[Stored data entries]

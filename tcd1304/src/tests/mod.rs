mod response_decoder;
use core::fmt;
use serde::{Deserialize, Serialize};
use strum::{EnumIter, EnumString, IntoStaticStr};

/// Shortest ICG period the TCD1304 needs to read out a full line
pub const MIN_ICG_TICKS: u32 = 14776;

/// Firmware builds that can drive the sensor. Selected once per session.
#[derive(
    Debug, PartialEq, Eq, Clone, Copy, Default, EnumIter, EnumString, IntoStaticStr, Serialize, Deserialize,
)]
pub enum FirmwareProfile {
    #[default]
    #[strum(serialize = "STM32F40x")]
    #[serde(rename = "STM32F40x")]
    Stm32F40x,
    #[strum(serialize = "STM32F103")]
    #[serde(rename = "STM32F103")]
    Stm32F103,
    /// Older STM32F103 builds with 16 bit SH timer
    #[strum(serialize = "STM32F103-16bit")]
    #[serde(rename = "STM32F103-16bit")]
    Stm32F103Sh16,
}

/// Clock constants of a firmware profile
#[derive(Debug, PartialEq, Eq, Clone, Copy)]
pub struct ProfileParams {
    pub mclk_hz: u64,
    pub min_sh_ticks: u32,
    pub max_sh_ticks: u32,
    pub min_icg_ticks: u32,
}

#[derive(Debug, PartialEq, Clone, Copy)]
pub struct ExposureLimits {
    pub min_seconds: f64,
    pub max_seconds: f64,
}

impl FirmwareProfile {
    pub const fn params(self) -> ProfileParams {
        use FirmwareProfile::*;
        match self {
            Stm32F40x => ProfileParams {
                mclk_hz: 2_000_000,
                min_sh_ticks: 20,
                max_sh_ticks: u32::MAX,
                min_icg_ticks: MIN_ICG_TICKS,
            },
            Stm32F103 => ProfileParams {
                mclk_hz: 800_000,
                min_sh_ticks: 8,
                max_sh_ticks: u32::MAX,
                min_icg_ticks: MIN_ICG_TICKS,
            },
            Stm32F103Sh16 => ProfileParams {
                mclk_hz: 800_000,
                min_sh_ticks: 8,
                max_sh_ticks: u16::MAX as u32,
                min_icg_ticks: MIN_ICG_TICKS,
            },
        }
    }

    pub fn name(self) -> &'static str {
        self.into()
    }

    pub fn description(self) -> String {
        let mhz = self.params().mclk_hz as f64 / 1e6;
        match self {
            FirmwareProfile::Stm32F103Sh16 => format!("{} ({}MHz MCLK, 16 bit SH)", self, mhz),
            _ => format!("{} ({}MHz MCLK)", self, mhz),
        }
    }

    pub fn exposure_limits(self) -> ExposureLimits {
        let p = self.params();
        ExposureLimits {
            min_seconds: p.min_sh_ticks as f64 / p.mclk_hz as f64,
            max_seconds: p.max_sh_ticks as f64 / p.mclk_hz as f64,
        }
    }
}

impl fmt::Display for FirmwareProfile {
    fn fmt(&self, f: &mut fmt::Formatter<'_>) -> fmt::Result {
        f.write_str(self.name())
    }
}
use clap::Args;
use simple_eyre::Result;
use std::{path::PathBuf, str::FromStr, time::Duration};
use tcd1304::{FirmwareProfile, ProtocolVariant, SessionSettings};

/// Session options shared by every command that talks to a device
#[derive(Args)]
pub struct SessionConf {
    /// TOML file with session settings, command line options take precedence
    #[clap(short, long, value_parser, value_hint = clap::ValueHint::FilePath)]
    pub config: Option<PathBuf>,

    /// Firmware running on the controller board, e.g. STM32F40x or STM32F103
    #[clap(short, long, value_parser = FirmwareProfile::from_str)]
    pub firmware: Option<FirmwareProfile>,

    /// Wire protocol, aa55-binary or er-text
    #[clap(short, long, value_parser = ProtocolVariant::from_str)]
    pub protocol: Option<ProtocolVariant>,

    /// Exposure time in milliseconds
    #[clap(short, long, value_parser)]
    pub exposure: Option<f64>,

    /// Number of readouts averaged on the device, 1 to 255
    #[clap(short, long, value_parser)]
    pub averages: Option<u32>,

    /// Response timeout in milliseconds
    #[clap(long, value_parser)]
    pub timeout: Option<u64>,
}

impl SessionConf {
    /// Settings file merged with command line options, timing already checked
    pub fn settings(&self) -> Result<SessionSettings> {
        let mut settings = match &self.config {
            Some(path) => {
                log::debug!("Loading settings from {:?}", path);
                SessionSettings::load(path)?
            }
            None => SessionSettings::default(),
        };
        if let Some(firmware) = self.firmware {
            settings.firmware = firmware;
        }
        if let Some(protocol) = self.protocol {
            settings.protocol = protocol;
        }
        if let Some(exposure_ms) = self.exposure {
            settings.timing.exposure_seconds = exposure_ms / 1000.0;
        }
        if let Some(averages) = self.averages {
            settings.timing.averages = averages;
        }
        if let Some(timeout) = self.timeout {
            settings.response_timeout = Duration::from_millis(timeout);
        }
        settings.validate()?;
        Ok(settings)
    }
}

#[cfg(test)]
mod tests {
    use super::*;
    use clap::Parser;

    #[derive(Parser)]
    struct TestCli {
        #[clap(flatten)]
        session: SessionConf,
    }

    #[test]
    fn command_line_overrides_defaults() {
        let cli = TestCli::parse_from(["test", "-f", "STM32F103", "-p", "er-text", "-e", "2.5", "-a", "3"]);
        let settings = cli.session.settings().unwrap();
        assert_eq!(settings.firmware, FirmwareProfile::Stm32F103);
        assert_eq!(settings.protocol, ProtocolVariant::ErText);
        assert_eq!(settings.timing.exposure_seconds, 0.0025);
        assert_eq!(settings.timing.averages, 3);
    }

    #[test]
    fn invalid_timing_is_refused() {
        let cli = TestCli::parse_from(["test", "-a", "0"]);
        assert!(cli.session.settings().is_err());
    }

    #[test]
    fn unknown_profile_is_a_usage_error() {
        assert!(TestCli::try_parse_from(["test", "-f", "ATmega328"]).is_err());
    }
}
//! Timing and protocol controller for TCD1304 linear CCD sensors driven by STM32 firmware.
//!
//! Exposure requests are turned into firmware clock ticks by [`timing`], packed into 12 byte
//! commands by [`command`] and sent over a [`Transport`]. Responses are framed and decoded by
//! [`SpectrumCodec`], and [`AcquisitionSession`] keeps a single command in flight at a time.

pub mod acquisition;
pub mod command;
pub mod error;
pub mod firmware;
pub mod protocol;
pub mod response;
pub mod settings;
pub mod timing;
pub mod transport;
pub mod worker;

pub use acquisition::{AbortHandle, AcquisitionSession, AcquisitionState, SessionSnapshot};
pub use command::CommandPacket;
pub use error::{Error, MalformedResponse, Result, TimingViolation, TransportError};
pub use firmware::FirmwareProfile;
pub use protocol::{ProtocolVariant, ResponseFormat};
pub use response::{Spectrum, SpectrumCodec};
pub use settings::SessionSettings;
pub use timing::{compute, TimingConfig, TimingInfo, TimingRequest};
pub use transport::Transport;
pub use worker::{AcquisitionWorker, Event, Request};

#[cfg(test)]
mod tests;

--

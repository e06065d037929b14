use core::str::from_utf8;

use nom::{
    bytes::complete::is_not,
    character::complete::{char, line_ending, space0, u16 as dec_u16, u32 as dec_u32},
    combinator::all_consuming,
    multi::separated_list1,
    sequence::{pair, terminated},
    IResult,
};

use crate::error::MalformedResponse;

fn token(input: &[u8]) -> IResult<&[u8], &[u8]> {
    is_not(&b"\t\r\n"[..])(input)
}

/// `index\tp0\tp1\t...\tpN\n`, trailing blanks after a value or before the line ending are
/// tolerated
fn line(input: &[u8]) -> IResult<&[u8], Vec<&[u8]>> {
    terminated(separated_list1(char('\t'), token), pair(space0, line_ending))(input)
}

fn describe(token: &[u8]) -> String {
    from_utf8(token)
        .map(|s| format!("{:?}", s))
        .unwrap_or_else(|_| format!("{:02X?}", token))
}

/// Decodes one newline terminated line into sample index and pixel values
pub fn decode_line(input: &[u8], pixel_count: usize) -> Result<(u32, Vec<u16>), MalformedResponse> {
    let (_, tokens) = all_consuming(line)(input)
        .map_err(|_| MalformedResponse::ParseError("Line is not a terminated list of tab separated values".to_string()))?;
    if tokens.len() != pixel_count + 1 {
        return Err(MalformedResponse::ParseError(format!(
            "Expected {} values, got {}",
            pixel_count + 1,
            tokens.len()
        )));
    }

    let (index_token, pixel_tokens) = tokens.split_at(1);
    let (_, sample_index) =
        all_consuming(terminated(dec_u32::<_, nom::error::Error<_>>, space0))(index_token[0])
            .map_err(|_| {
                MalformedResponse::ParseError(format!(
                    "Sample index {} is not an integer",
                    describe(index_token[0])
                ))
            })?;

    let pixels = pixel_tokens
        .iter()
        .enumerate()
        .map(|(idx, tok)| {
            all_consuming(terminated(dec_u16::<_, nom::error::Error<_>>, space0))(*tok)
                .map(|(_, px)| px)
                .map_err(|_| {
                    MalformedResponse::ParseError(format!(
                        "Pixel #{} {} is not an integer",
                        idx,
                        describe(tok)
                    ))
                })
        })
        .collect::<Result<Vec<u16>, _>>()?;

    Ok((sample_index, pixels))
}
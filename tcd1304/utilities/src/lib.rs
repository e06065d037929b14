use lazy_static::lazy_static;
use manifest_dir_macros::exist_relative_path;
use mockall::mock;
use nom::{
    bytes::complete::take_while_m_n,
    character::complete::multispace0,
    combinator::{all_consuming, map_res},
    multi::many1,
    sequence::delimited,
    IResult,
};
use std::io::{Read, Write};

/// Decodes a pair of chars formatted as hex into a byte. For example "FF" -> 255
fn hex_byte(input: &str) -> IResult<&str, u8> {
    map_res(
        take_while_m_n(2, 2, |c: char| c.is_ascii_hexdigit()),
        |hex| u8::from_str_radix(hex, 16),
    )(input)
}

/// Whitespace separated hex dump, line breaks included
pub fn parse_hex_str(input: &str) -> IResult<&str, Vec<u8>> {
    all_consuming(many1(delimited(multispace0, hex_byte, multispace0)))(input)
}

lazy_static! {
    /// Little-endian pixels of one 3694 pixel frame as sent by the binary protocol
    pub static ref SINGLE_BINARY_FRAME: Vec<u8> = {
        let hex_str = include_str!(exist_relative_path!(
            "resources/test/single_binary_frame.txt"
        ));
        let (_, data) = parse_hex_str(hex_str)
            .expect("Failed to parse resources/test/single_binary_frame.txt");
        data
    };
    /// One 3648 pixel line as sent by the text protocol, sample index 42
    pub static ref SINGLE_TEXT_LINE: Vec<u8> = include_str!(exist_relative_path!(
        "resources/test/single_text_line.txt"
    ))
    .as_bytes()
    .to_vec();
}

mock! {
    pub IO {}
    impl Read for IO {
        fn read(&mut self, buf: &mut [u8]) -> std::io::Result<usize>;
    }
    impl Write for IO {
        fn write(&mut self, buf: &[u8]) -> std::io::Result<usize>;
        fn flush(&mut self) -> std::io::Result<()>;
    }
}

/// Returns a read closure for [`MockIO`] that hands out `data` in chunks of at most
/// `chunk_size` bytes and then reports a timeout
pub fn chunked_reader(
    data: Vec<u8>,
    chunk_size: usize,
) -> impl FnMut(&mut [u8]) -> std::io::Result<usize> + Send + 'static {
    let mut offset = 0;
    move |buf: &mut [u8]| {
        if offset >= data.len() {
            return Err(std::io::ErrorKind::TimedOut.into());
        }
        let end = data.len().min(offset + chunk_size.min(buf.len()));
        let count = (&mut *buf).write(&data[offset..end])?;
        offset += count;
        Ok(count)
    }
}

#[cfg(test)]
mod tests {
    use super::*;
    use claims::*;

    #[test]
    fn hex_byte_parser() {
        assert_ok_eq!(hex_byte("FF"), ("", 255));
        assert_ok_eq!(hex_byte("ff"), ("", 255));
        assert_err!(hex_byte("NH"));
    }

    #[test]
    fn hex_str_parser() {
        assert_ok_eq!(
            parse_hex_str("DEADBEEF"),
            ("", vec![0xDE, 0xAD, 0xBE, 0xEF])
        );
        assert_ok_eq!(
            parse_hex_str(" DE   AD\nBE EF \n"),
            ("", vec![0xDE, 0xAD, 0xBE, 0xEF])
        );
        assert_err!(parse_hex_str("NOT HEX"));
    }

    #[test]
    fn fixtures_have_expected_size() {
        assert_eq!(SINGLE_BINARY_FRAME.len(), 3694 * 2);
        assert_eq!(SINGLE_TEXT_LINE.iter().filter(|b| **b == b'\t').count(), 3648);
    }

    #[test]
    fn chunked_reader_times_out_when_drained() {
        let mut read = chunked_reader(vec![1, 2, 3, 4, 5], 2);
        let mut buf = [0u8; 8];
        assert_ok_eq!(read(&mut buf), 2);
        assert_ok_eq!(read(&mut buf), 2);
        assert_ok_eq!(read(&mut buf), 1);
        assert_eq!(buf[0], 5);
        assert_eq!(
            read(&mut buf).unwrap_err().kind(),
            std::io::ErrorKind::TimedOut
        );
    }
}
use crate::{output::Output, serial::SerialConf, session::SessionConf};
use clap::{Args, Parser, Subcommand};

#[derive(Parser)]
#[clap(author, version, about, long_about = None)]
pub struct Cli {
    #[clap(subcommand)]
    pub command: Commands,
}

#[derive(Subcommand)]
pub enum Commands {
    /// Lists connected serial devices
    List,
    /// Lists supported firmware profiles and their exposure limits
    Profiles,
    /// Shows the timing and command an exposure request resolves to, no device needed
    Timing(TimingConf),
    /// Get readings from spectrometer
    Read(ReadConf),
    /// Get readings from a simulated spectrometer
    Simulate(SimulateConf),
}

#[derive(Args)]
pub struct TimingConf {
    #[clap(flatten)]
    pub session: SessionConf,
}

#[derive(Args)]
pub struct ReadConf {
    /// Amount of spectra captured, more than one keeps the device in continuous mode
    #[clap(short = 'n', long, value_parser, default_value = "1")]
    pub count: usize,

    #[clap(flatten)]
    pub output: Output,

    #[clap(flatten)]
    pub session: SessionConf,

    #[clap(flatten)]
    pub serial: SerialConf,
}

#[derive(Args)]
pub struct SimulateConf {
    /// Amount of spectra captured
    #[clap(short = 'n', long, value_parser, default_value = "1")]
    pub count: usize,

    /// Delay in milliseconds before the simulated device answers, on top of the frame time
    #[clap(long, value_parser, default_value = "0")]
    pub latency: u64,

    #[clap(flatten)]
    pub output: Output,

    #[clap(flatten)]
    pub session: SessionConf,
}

#### [DIRECTIONS FOR THIS TASK]
Only the lines above starting at the one containing "filename tcd1304/src/tests/mod.rs" and ending at the one containing "pub const MIN_ICG_TICKS: u32 = 14776;", both included, are to be returned, exactly as they read.

#### [EXERCISE OUTPUT]
filename tcd1304/src/tests/mod.rs
mod response_decoder;
use core::fmt;
use serde::{Deserialize, Serialize};
use strum::{EnumIter, EnumString, IntoStaticStr};

/// Shortest ICG period the TCD1304 needs to read out a full line
pub const MIN_ICG_TICKS: u32 = 14776;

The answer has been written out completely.